Hay belleza en la fidelidad, más allá de los ruidos de Petro, a la causa de una democracia de todos y para todos. Y entonces es una vergüenza histórica, digna de los vaticinios de la derecha, que se esté malgastando el tiempo de la gente en ese “no nos dejan gobernar” que no solo no ha sido cierto, sino que, según el ánimo, según el día, se ha referido al establecimiento, a la oposición, a la prensa, a la burocracia, al 49 por ciento del pueblo que votó por el otro promotor del cambio, a las cortes, al Congreso y a la Constitución de 1991, clímax del M-19: “El infierno son los otros”, dice Joseph Garcin, el narciso incapaz de conectar, en A puerta cerrada. Para qué meter a este país dolido en una teoría del constituyente que suena a Estado de Opinión. Para qué azuzar almas rotas que creen que conciliar es una ideología o que demócrata es sinónimo de facho. Para nada. Para gobernar en voz alta. Y poco más.

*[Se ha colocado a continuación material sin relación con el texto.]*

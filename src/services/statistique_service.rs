// Agrégats du tableau de bord. Les calculs sont faits côté service sur des
// itérateurs, les mêmes helpers servent aux quatre familles d'objets.
use chrono::{Datelike, NaiveDate, NaiveDateTime, Utc, Weekday};
use sea_orm::*;
use std::collections::HashMap;

use crate::error::ServiceError;
use crate::models::dto::{
    CompteurJournalier, CompteurMensuel, CompteurParStatus, StatistiquesDemandes,
    StatistiquesInscriptions, StatistiquesPaiements, StatistiquesReclamations,
    StatistiquesResponse,
};
use crate::models::enums::StatusReclamation;
use crate::models::{demande, inscription, paiement, reclamation};

const JOURS_SEMAINE: [(Weekday, &str); 7] = [
    (Weekday::Mon, "LUNDI"),
    (Weekday::Tue, "MARDI"),
    (Weekday::Wed, "MERCREDI"),
    (Weekday::Thu, "JEUDI"),
    (Weekday::Fri, "VENDREDI"),
    (Weekday::Sat, "SAMEDI"),
    (Weekday::Sun, "DIMANCHE"),
];

pub struct StatistiqueService;

impl StatistiqueService {
    pub async fn get_statistiques(
        db: &DatabaseConnection,
    ) -> Result<StatistiquesResponse, ServiceError> {
        let today = Utc::now().date_naive();

        let demandes = demande::Entity::find().all(db).await?;
        let inscriptions = inscription::Entity::find().all(db).await?;
        let paiements = paiement::Entity::find().all(db).await?;
        let reclamations = reclamation::Entity::find().all(db).await?;

        tracing::info!(
            "Computing statistics over {} demandes, {} inscriptions, {} paiements, {} reclamations",
            demandes.len(),
            inscriptions.len(),
            paiements.len(),
            reclamations.len()
        );

        let traitees = reclamations
            .iter()
            .filter(|r| r.status == StatusReclamation::Traitee)
            .count() as u64;

        Ok(StatistiquesResponse {
            demandes: StatistiquesDemandes {
                par_status: count_by_status(demandes.iter().map(|d| d.status)),
                temps_moyen_traitement_jours: average_processing_days(
                    demandes.iter().map(|d| (d.date_creation, d.date_traitement)),
                ),
            },
            inscriptions: StatistiquesInscriptions {
                par_status: count_by_status(inscriptions.iter().map(|i| i.status)),
                temps_moyen_traitement_jours: average_processing_days(
                    inscriptions
                        .iter()
                        .map(|i| (i.date_creation, i.date_confirmation)),
                ),
                par_mois: monthly_counts(
                    inscriptions
                        .iter()
                        .map(|i| (i.date_creation, i.type_inscription)),
                    today.year(),
                ),
            },
            paiements: StatistiquesPaiements {
                par_status: count_by_status(paiements.iter().map(|p| p.status)),
                temps_moyen_traitement_jours: average_processing_days(
                    paiements.iter().map(|p| (p.date_creation, p.date_paiement)),
                ),
                par_mois: monthly_counts(
                    paiements.iter().map(|p| (p.date_creation, p.type_paiement)),
                    today.year(),
                ),
            },
            reclamations: StatistiquesReclamations {
                par_status: count_by_status(reclamations.iter().map(|r| r.status)),
                temps_moyen_traitement_jours: average_processing_days(
                    reclamations
                        .iter()
                        .map(|r| (r.date_creation, r.date_traitement)),
                ),
                par_jour_semaine: weekday_counts(
                    reclamations.iter().map(|r| r.date_creation),
                    today,
                ),
                taux_satisfaction: satisfaction_rate(reclamations.len() as u64, traitees),
            },
        })
    }
}

/// Comptage par statut. Toutes les variantes apparaissent, dans l'ordre de
/// déclaration de l'enum, y compris celles à zéro.
pub fn count_by_status<S>(statuses: impl Iterator<Item = S>) -> Vec<CompteurParStatus>
where
    S: ActiveEnum<Value = String> + Iterable + PartialEq,
{
    let values: Vec<S> = statuses.collect();
    S::iter()
        .map(|variant| {
            let total = values.iter().filter(|s| **s == variant).count() as u64;
            CompteurParStatus {
                status: variant.to_value(),
                total,
            }
        })
        .collect()
}

/// Moyenne en jours entiers entre création et décision. Les lignes encore en
/// attente ne comptent pas ; None si rien n'a été décidé.
pub fn average_processing_days(
    rows: impl Iterator<Item = (NaiveDateTime, Option<NaiveDateTime>)>,
) -> Option<f64> {
    let mut total_days: i64 = 0;
    let mut decided: u64 = 0;
    for (created, decision) in rows {
        if let Some(decided_at) = decision {
            total_days += (decided_at.date() - created.date()).num_days();
            decided += 1;
        }
    }
    if decided == 0 {
        None
    } else {
        Some(total_days as f64 / decided as f64)
    }
}

/// Volumes mensuels par type pour l'année donnée. Seuls les couples
/// (mois, type) non vides sont retournés, triés par mois puis par type.
pub fn monthly_counts<T>(
    rows: impl Iterator<Item = (NaiveDateTime, T)>,
    year: i32,
) -> Vec<CompteurMensuel<T>>
where
    T: ActiveEnum<Value = String> + Iterable + PartialEq + Copy + serde::Serialize,
{
    let in_year: Vec<(u32, T)> = rows
        .filter(|(created, _)| created.year() == year)
        .map(|(created, kind)| (created.month(), kind))
        .collect();

    let mut out = Vec::new();
    for mois in 1..=12u32 {
        for kind in T::iter() {
            let total = in_year
                .iter()
                .filter(|(m, k)| *m == mois && *k == kind)
                .count() as u64;
            if total > 0 {
                out.push(CompteurMensuel { mois, kind, total });
            }
        }
    }
    out
}

/// Réclamations reçues chaque jour de la semaine ISO contenant `today`.
/// Les sept jours sont toujours présents, de lundi à dimanche.
pub fn weekday_counts(
    dates: impl Iterator<Item = NaiveDateTime>,
    today: NaiveDate,
) -> Vec<CompteurJournalier> {
    let monday = today.week(Weekday::Mon).first_day();
    let next_monday = monday + chrono::Duration::days(7);

    let mut per_day: HashMap<Weekday, u64> = HashMap::new();
    for created in dates {
        let date = created.date();
        if date >= monday && date < next_monday {
            *per_day.entry(date.weekday()).or_insert(0) += 1;
        }
    }

    JOURS_SEMAINE
        .iter()
        .map(|(weekday, jour)| CompteurJournalier {
            jour: (*jour).to_string(),
            total: per_day.get(weekday).copied().unwrap_or(0),
        })
        .collect()
}

/// Part des réclamations traitées, en pourcentage. None sans réclamation.
pub fn satisfaction_rate(total: u64, traitees: u64) -> Option<f64> {
    if total == 0 {
        None
    } else {
        Some(traitees as f64 / total as f64 * 100.0)
    }
}

#[cfg(test)]
mod tests {
    use super::*;
    use crate::models::enums::{StatusDemande, TypeInscription};

    fn dt(y: i32, m: u32, d: u32) -> NaiveDateTime {
        NaiveDate::from_ymd_opt(y, m, d)
            .unwrap()
            .and_hms_opt(10, 0, 0)
            .unwrap()
    }

    #[test]
    fn test_count_by_status_includes_empty_variants() {
        let counts = count_by_status(
            [
                StatusDemande::EnAttente,
                StatusDemande::EnAttente,
                StatusDemande::Approuvee,
            ]
            .into_iter(),
        );

        assert_eq!(
            counts,
            vec![
                CompteurParStatus {
                    status: "EN_ATTENTE".into(),
                    total: 2
                },
                CompteurParStatus {
                    status: "APPROUVEE".into(),
                    total: 1
                },
                CompteurParStatus {
                    status: "REFUSEE".into(),
                    total: 0
                },
            ]
        );
    }

    #[test]
    fn test_average_ignores_undecided_rows() {
        let rows = vec![
            (dt(2025, 1, 1), Some(dt(2025, 1, 3))),
            (dt(2025, 1, 1), Some(dt(2025, 1, 5))),
            (dt(2025, 1, 1), None),
        ];
        // (2 + 4) / 2
        assert_eq!(average_processing_days(rows.into_iter()), Some(3.0));
    }

    #[test]
    fn test_average_is_none_without_decisions() {
        let rows = vec![(dt(2025, 1, 1), None)];
        assert_eq!(average_processing_days(rows.into_iter()), None);
    }

    #[test]
    fn test_monthly_counts_filters_year_and_skips_zero() {
        let rows = vec![
            (dt(2025, 1, 10), TypeInscription::Master),
            (dt(2025, 1, 20), TypeInscription::Master),
            (dt(2025, 3, 5), TypeInscription::Reinsc),
            (dt(2024, 1, 5), TypeInscription::Master), // autre année
        ];

        let counts = monthly_counts(rows.into_iter(), 2025);
        assert_eq!(
            counts,
            vec![
                CompteurMensuel {
                    mois: 1,
                    kind: TypeInscription::Master,
                    total: 2
                },
                CompteurMensuel {
                    mois: 3,
                    kind: TypeInscription::Reinsc,
                    total: 1
                },
            ]
        );
    }

    #[test]
    fn test_weekday_counts_limits_to_current_week() {
        // 2025-04-09 est un mercredi ; la semaine va du 7 au 13 avril
        let today = NaiveDate::from_ymd_opt(2025, 4, 9).unwrap();
        let dates = vec![
            dt(2025, 4, 7),  // lundi
            dt(2025, 4, 7),  // lundi
            dt(2025, 4, 11), // vendredi
            dt(2025, 4, 2),  // semaine précédente
            dt(2025, 4, 14), // semaine suivante
        ];

        let counts = weekday_counts(dates.into_iter(), today);
        assert_eq!(counts.len(), 7);
        assert_eq!(counts[0], CompteurJournalier { jour: "LUNDI".into(), total: 2 });
        assert_eq!(counts[4], CompteurJournalier { jour: "VENDREDI".into(), total: 1 });
        assert_eq!(counts[6], CompteurJournalier { jour: "DIMANCHE".into(), total: 0 });
    }

    #[test]
    fn test_satisfaction_rate() {
        assert_eq!(satisfaction_rate(0, 0), None);
        assert_eq!(satisfaction_rate(4, 3), Some(75.0));
    }
}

El tal cambio, que no empezó aquí, se parece al gobierno en Tierralta; a la reivindicación de los violentados; a la defensa de los trabajadores; a la inversión en la educación y la cultura y la salud; a la puesta en escena de esa Constitución nuestra que es el resultado de décadas de progresismos. El cambio no es “medir fuerzas”, sino sumarlas. El cambio es, aquí, la apuesta por la paz. Y significa dejar de vaticinar guerras civiles en este país plagado de ellas, superar la política con anteojeras, quitarse la maña de atrincherarse a aniquilar a los opositores, resistirse a llenar de contratos a los clanes penumbrosos, pasar de la teoría que ya fue a la práctica que tanto se ha esperado, centrarse, por ejemplo, en el fin de las brechas salariales. Pero vaya usted a saber qué puede pasar cuando se quiere declamar tanto, tanto, que gobernar parece banal. Yo me temo que aquí no hay gato encerrado, sino que vivimos a la zaga de una cabeza febril.